Findings suggest value in identifying Asian patients’ ethnic backgrounds in medical records
Asian-Americans from different parts of Asia have very different cardiovascular risk factors and chronic conditions such as diabetes, hypertension, and heart disease, research from the Kaiser Permanente Division of Research suggests.
“Based on a relatively small body of previous research, we suspected that we would see differences,“ said lead author Nancy Gordon, ScD, a research scientist with the Kaiser Permanente Division of Research. “But we didn’t expect them to be so large. For instance, Filipino-Americans in the study were twice as likely to have diabetes than those of Chinese ethnicity.”
The study, published in BMC Public Health November 25, used electronic health record (EHR) data for 1.4 million adults aged 45 to 84 who were Kaiser Permanente Northern California members during 2016. The researchers identified 274,910 Asian-Americans using race and ethnicity information from the EHR and patient surveys.
They assigned the patients to Asian subgroups, including Chinese, Filipino, Japanese, Korean, Southeast Asian and South Asian. They also studied Native Hawaiians and Pacific Islanders, who are grouped together separately in epidemiological research.
The study examined prevalence of smoking, obesity (using both standard and Asian-specific classifications), and diagnoses of diabetes, hypertension, and coronary artery disease.
Overall, Filipinos and Native Hawaiians/Pacific Islanders had significantly more risk factors and chronic disease prevalence than other Asian-American ethnic groups. Prevalence among Filipinos and Native Hawaiians/Pacific Islanders was similar to that for blacks and Latinos, two groups that have been the focus of health disparities research.
Specifically, the study found:
–Diabetes prevalence ranged from a low of 15.6% for Chinese to 31.9% for Filipinos and 34.5% for Native Hawaiians and Pacific Islanders.
–Obesity using standard BMI measurement ranged from 7.6% among Koreans and Southeast Asians to 43.6% among Native Hawaiians and Pacific Islanders, 20.8% among Filipinos, 20% among South Asians, and 19.7% among Japanese.

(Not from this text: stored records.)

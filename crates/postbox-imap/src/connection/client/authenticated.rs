//! Commands valid after login.

use tokio::io::{AsyncRead, AsyncWrite};

use super::Client;
use super::states::{Authenticated, Selected};
use crate::Result;
use crate::command::Command;
use crate::parser::{Response, ResponseParser, UntaggedResponse};
use crate::types::{ListResponse, Mailbox, MailboxStatus, ResponseCode};

impl<S> Client<S, Authenticated>
where
    S: AsyncRead + AsyncWrite + Unpin,
{
    /// Opens a mailbox read-write.
    pub async fn select(mut self, mailbox: &str) -> Result<(Client<S, Selected>, MailboxStatus)> {
        let responses = self
            .execute(&Command::Select {
                mailbox: Mailbox::new(mailbox),
            })
            .await?;
        let status = parse_mailbox_status(&responses);
        Ok((self.transition(), status))
    }

    /// Opens a mailbox read-only.
    pub async fn examine(mut self, mailbox: &str) -> Result<(Client<S, Selected>, MailboxStatus)> {
        let responses = self
            .execute(&Command::Examine {
                mailbox: Mailbox::new(mailbox),
            })
            .await?;
        let status = parse_mailbox_status(&responses);
        Ok((self.transition(), status))
    }

    /// Lists mailboxes matching `pattern` under `reference`.
    pub async fn list(&mut self, reference: &str, pattern: &str) -> Result<Vec<ListResponse>> {
        let responses = self
            .execute(&Command::List {
                reference: reference.to_string(),
                pattern: pattern.to_string(),
            })
            .await?;

        Ok(responses
            .iter()
            .filter_map(|bytes| match ResponseParser::parse(bytes) {
                Ok(Response::Untagged(UntaggedResponse::List(entry))) => Some(entry),
                _ => None,
            })
            .collect())
    }
}

/// Folds SELECT/EXAMINE data into a status summary.
fn parse_mailbox_status(responses: &[Vec<u8>]) -> MailboxStatus {
    let mut status = MailboxStatus::default();

    for bytes in responses {
        match ResponseParser::parse(bytes) {
            Ok(Response::Untagged(UntaggedResponse::Exists(n))) => status.exists = n,
            Ok(Response::Untagged(UntaggedResponse::Recent(n))) => status.recent = n,
            Ok(
                Response::Untagged(UntaggedResponse::Ok { code: Some(code), .. })
                | Response::Tagged { code: Some(code), .. },
            ) => match code {
                ResponseCode::UidValidity(v) => status.uid_validity = Some(v),
                ResponseCode::UidNext(v) => status.uid_next = Some(v),
                ResponseCode::ReadOnly => status.read_only = true,
                _ => {}
            },
            _ => {}
        }
    }

    status
}

#[cfg(test)]
#[allow(
    clippy::unwrap_used,
    clippy::redundant_clone,
    clippy::manual_string_new,
    clippy::needless_collect,
    clippy::unreadable_literal,
    clippy::used_underscore_items,
    clippy::similar_names
)]
mod tests {
    use tokio_test::io::Builder;

    use super::*;
    use crate::Error;
    use crate::connection::client::NotAuthenticated;

    async fn logged_in(mock: tokio_test::io::Mock) -> Client<tokio_test::io::Mock, Authenticated> {
        let client: Client<_, NotAuthenticated> = Client::from_stream(mock).await.unwrap();
        client.login("u", "p").await.unwrap()
    }

    fn script() -> Builder {
        let mut builder = Builder::new();
        builder
            .read(b"* OK ready\r\n")
            .write(b"A0001 LOGIN u p\r\n")
            .read(b"A0001 OK logged in\r\n");
        builder
    }

    #[tokio::test]
    async fn test_list_folders() {
        let mock = script()
            .write(b"A0002 LIST \"\" \"*\"\r\n")
            .read(b"* LIST (\\HasNoChildren) \"/\" \"INBOX\"\r\n")
            .read(b"* LIST (\\HasChildren \\Noselect) \"/\" \"[Gmail]\"\r\n")
            .read(b"* LIST (\\HasNoChildren \\Sent) \"/\" \"[Gmail]/Sent Mail\"\r\n")
            .read(b"A0002 OK Success\r\n")
            .build();
        let mut client = logged_in(mock).await;

        let folders = client.list("", "*").await.unwrap();
        let names: Vec<&str> = folders.iter().map(|f| f.mailbox.as_str()).collect();
        assert_eq!(names, vec!["INBOX", "[Gmail]", "[Gmail]/Sent Mail"]);
    }

    #[tokio::test]
    async fn test_select_reads_status() {
        let mock = script()
            .write(b"A0002 SELECT INBOX\r\n")
            .read(b"* FLAGS (\\Answered \\Flagged \\Seen)\r\n")
            .read(b"* 3 EXISTS\r\n")
            .read(b"* 0 RECENT\r\n")
            .read(b"* OK [UIDVALIDITY 14] UIDs valid\r\n")
            .read(b"* OK [UIDNEXT 40] Predicted next UID\r\n")
            .read(b"A0002 OK [READ-WRITE] INBOX selected\r\n")
            .build();
        let client = logged_in(mock).await;

        let (_selected, status) = client.select("INBOX").await.unwrap();
        assert_eq!(status.exists, 3);
        assert_eq!(status.uid_validity, Some(14));
        assert_eq!(status.uid_next, Some(40));
        assert!(!status.read_only);
    }

    #[tokio::test]
    async fn test_examine_missing_folder() {
        let mock = script()
            .write(b"A0002 EXAMINE Nope\r\n")
            .read(b"A0002 NO [NONEXISTENT] Unknown Mailbox: Nope\r\n")
            .build();
        let client = logged_in(mock).await;

        let err = client.examine("Nope").await.unwrap_err();
        assert!(matches!(err, Error::No(_)));
    }
}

–Using a separate BMI threshold recommended for Asians, obesity prevalence ranged from 19% among Southeast Asians, Koreans, and Chinese to 36% to 40% among Japanese, South Asians, and Filipinos; it was 60% among Native Hawaiian/Pacific Islanders. Prevalence was higher among men than women in most subgroups, except South Asian and Native Hawaiian/Pacific Islanders.
–Smoking rates were 3% for South Asians, 4.8% for Chinese, 7.3% for Southeast Asian and Filipino, 7.7% for Korean, and 10.4% for Native Hawaiian/Pacific Islanders.
The research team didn’t attempt to explain the reasons for the differences. The authors plan to further study issues such as the role of obesity in varying diabetes prevalence and how social determinants of health and psychosocial risk factors relate to differences in chronic illness prevalence among Asian ethnicities.
The information could identify patients who are more likely to have cardiovascular risks and chronic conditions, allowing physicians to carry out earlier screening and more frequent monitoring, said coauthor Joan Lo, MD, a research scientist with the Division of Research. “This could become even more important as physicians increasingly see patients by video or phone visits that don’t involve collection of vital signs that can track small changes in health status,” she said.
The findings could also be of interest to health researchers and population health managers, Gordon said. Having more granular Asian ethnicity data in the EHR would allow health systems to track quality metrics specific to Asian ethnic groups.
Asian ethnicity information could also help organizations enhance delivery of equitable and culturally competent care by offering ethnicity-tailored dietary assessments and patient education resources, Gordon said. They could also use it to build a workforce whose ethnic diversity mirrors the patient population, she added.
The study was funded by the Kaiser Permanente Northern California Community Benefit Program.
Authors also included Teresa Y. Lin, MPH, of the Division of Research and Jyoti Rau, MD, from the Kaiser Permanente Santa Clara Medical Center.